▶ [RECORDS SUPPLIED]:
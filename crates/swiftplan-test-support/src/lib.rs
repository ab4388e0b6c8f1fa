//! Fixture helpers for the plan testsuite: a builder DSL over the
//! resolved-graph types, canned build parameters, a mock toolchain, and
//! an in-memory filesystem pre-seeded with source files.

use std::path::PathBuf;

use swiftplan::core::plan::{BuildParameters, BuildPlan, Destination, Toolchain};
use swiftplan::core::{
    ModuleKind, Package, PackageGraph, PackageIdentity, PackageOrigin, ProductKind,
    ResolvedModule, ResolvedProduct, SupportedPlatform, ToolsVersion,
};
use swiftplan::util::InMemoryFileSystem;
use swiftplan::PlanResult;
use swiftplan_platform::{Configuration, Platform, Triple};

/// Builds a [`PackageGraph`] package by package.
#[derive(Default)]
pub struct GraphBuilder {
    packages: Vec<Package>,
    modules: Vec<ResolvedModule>,
    products: Vec<ResolvedProduct>,
}

impl GraphBuilder {
    pub fn new() -> GraphBuilder {
        GraphBuilder::default()
    }

    pub fn package(mut self, package: PackageBuilder) -> GraphBuilder {
        let PackageBuilder {
            identity,
            origin,
            tools_version,
            platforms,
            modules,
            products,
        } = package;
        self.packages
            .push(Package::new(identity, origin, tools_version, platforms));
        self.modules.extend(modules);
        self.products.extend(products);
        self
    }

    pub fn build(self) -> PackageGraph {
        PackageGraph::new(self.packages, self.modules, self.products)
            .expect("fixture graph must resolve")
    }
}

/// Builds one package with its modules and products.
pub struct PackageBuilder {
    identity: PackageIdentity,
    origin: PackageOrigin,
    tools_version: ToolsVersion,
    platforms: Vec<SupportedPlatform>,
    modules: Vec<ResolvedModule>,
    products: Vec<ResolvedProduct>,
}

impl PackageBuilder {
    pub fn new(name: &str) -> PackageBuilder {
        PackageBuilder {
            identity: PackageIdentity::new(name),
            origin: PackageOrigin::Root,
            tools_version: ToolsVersion::V5_9,
            platforms: Vec::new(),
            modules: Vec::new(),
            products: Vec::new(),
        }
    }

    pub fn identity(&self) -> PackageIdentity {
        self.identity.clone()
    }

    pub fn local(mut self) -> PackageBuilder {
        self.origin = PackageOrigin::Local;
        self
    }

    pub fn remote(mut self) -> PackageBuilder {
        self.origin = PackageOrigin::Remote;
        self
    }

    pub fn tools_version(mut self, version: ToolsVersion) -> PackageBuilder {
        self.tools_version = version;
        self
    }

    pub fn platform(mut self, platform: Platform, version: &str) -> PackageBuilder {
        self.platforms.push(SupportedPlatform {
            platform,
            version: version.parse().expect("fixture platform version"),
        });
        self
    }

    pub fn module(mut self, module: ResolvedModule) -> PackageBuilder {
        self.modules.push(module);
        self
    }

    pub fn product(mut self, name: &str, kind: ProductKind, modules: &[&str]) -> PackageBuilder {
        self.products.push(ResolvedProduct::new(
            name,
            kind,
            self.identity.clone(),
            modules.iter().map(|m| m.to_string()).collect(),
        ));
        self
    }
}

/// A swift module shell owned by `package`; chain the `with_*` setters
/// for details.
pub fn swift_module(package: &PackageBuilder, name: &str, kind: ModuleKind) -> ResolvedModule {
    ResolvedModule::new(name, kind, package.identity())
}

/// Canned parameters for a destination: data under `/build` (target) or
/// `/build/host`, eight workers.
pub fn params(triple: &str, configuration: Configuration, destination: Destination) -> BuildParameters {
    let triple: Triple = triple.parse().expect("fixture triple");
    let data_path = match destination {
        Destination::Target => PathBuf::from("/build"),
        Destination::Host => PathBuf::from("/build/host"),
    };
    let mut params = BuildParameters::new(data_path, configuration, triple, destination);
    params.workers = 8;
    params
}

pub fn debug_params(triple: &str, destination: Destination) -> BuildParameters {
    params(triple, Configuration::Debug, destination)
}

pub fn release_params(triple: &str, destination: Destination) -> BuildParameters {
    params(triple, Configuration::Release, destination)
}

/// A toolchain rooted at `/toolchain`, supporting every probed flag.
pub fn mock_toolchain() -> Toolchain {
    Toolchain::new(
        "/toolchain/usr/bin/swiftc",
        "/toolchain/usr/bin/clang",
        "/toolchain/usr/bin/llvm-ar",
    )
    .with_resources_path("/toolchain/usr/lib/swift")
}

/// An in-memory filesystem seeded with `(path, contents)` pairs.
pub fn seeded_fs(files: &[(&str, &str)]) -> InMemoryFileSystem {
    let fs = InMemoryFileSystem::new();
    for (path, contents) in files {
        fs.add_file(*path, *contents);
    }
    fs
}

/// Build a plan with canned toolchain and an empty in-memory filesystem.
pub fn plan(
    graph: &PackageGraph,
    target: BuildParameters,
    host: BuildParameters,
) -> PlanResult<BuildPlan> {
    plan_with_fs(graph, target, host, &InMemoryFileSystem::new())
}

pub fn plan_with_fs(
    graph: &PackageGraph,
    target: BuildParameters,
    host: BuildParameters,
    fs: &InMemoryFileSystem,
) -> PlanResult<BuildPlan> {
    BuildPlan::new(graph, target, host, &mock_toolchain(), fs)
}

▶ [ASSIGNMENT]:
Please return all of the records exactly.

▶ [FINISHED TASK]:
filename crates/swiftplan-test-support/src/lib.rs
repository ab4388e0b6c8f1fa
//! Fixture helpers for the plan testsuite: a builder DSL over the
//! resolved-graph types, canned build parameters, a mock toolchain, and
//! an in-memory filesystem pre-seeded with source files.

use std::path::PathBuf;

use swiftplan::core::plan::{BuildParameters, BuildPlan, Destination, Toolchain};
use swiftplan::core::{
    ModuleKind, Package, PackageGraph, PackageIdentity, PackageOrigin, ProductKind,
    ResolvedModule, ResolvedProduct, SupportedPlatform, ToolsVersion,
};
use swiftplan::util::InMemoryFileSystem;
use swiftplan::PlanResult;
use swiftplan_platform::{Configuration, Platform, Triple};

/// Builds a [`PackageGraph`] package by package.
#[derive(Default)]
pub struct GraphBuilder {
    packages: Vec<Package>,
    modules: Vec<ResolvedModule>,
    products: Vec<ResolvedProduct>,
}

impl GraphBuilder {
    pub fn new() -> GraphBuilder {
        GraphBuilder::default()
    }

    pub fn package(mut self, package: PackageBuilder) -> GraphBuilder {
        let PackageBuilder {
            identity,
            origin,
            tools_version,
            platforms,
            modules,
            products,
        } = package;
        self.packages
            .push(Package::new(identity, origin, tools_version, platforms));
        self.modules.extend(modules);
        self.products.extend(products);
        self
    }

    pub fn build(self) -> PackageGraph {
        PackageGraph::new(self.packages, self.modules, self.products)
            .expect("fixture graph must resolve")
    }
}

/// Builds one package with its modules and products.
pub struct PackageBuilder {
    identity: PackageIdentity,
    origin: PackageOrigin,
    tools_version: ToolsVersion,
    platforms: Vec<SupportedPlatform>,
    modules: Vec<ResolvedModule>,
    products: Vec<ResolvedProduct>,
}

impl PackageBuilder {
    pub fn new(name: &str) -> PackageBuilder {
        PackageBuilder {
            identity: PackageIdentity::new(name),
            origin: PackageOrigin::Root,
            tools_version: ToolsVersion::V5_9,
            platforms: Vec::new(),
            modules: Vec::new(),
            products: Vec::new(),
        }
    }

    pub fn identity(&self) -> PackageIdentity {
        self.identity.clone()
    }

    pub fn local(mut self) -> PackageBuilder {
        self.origin = PackageOrigin::Local;
        self
    }

    pub fn remote(mut self) -> PackageBuilder {
        self.origin = PackageOrigin::Remote;
        self
    }

    pub fn tools_version(mut self, version: ToolsVersion) -> PackageBuilder {
        self.tools_version = version;
        self
    }

    pub fn platform(mut self, platform: Platform, version: &str) -> PackageBuilder {
        self.platforms.push(SupportedPlatform {
            platform,
            version: version.parse().expect("fixture platform version"),
        });
        self
    }

    pub fn module(mut self, module: ResolvedModule) -> PackageBuilder {
        self.modules.push(module);
        self
    }

    pub fn product(mut self, name: &str, kind: ProductKind, modules: &[&str]) -> PackageBuilder {
        self.products.push(ResolvedProduct::new(
            name,
            kind,
            self.identity.clone(),
            modules.iter().map(|m| m.to_string()).collect(),
        ));
        self
    }
}

/// A swift module shell owned by `package`; chain the `with_*` setters
/// for details.
pub fn swift_module(package: &PackageBuilder, name: &str, kind: ModuleKind) -> ResolvedModule {
    ResolvedModule::new(name, kind, package.identity())
}

/// Canned parameters for a destination: data under `/build` (target) or
/// `/build/host`, eight workers.
pub fn params(triple: &str, configuration: Configuration, destination: Destination) -> BuildParameters {
    let triple: Triple = triple.parse().expect("fixture triple");
    let data_path = match destination {
        Destination::Target => PathBuf::from("/build"),
        Destination::Host => PathBuf::from("/build/host"),
    };
    let mut params = BuildParameters::new(data_path, configuration, triple, destination);
    params.workers = 8;
    params
}

pub fn debug_params(triple: &str, destination: Destination) -> BuildParameters {
    params(triple, Configuration::Debug, destination)
}

pub fn release_params(triple: &str, destination: Destination) -> BuildParameters {
    params(triple, Configuration::Release, destination)
}

/// A toolchain rooted at `/toolchain`, supporting every probed flag.
pub fn mock_toolchain() -> Toolchain {
    Toolchain::new(
        "/toolchain/usr/bin/swiftc",
        "/toolchain/usr/bin/clang",
        "/toolchain/usr/bin/llvm-ar",
    )
    .with_resources_path("/toolchain/usr/lib/swift")
}

/// An in-memory filesystem seeded with `(path, contents)` pairs.
pub fn seeded_fs(files: &[(&str, &str)]) -> InMemoryFileSystem {
    let fs = InMemoryFileSystem::new();
    for (path, contents) in files {
        fs.add_file(*path, *contents);
    }
    fs
}

/// Build a plan with canned toolchain and an empty in-memory filesystem.
pub fn plan(
    graph: &PackageGraph,
    target: BuildParameters,
    host: BuildParameters,
) -> PlanResult<BuildPlan> {
    plan_with_fs(graph, target, host, &InMemoryFileSystem::new())
}

pub fn plan_with_fs(
    graph: &PackageGraph,
    target: BuildParameters,
    host: BuildParameters,
    fs: &InMemoryFileSystem,
) -> PlanResult<BuildPlan> {
    BuildPlan::new(graph, target, host, &mock_toolchain(), fs)
}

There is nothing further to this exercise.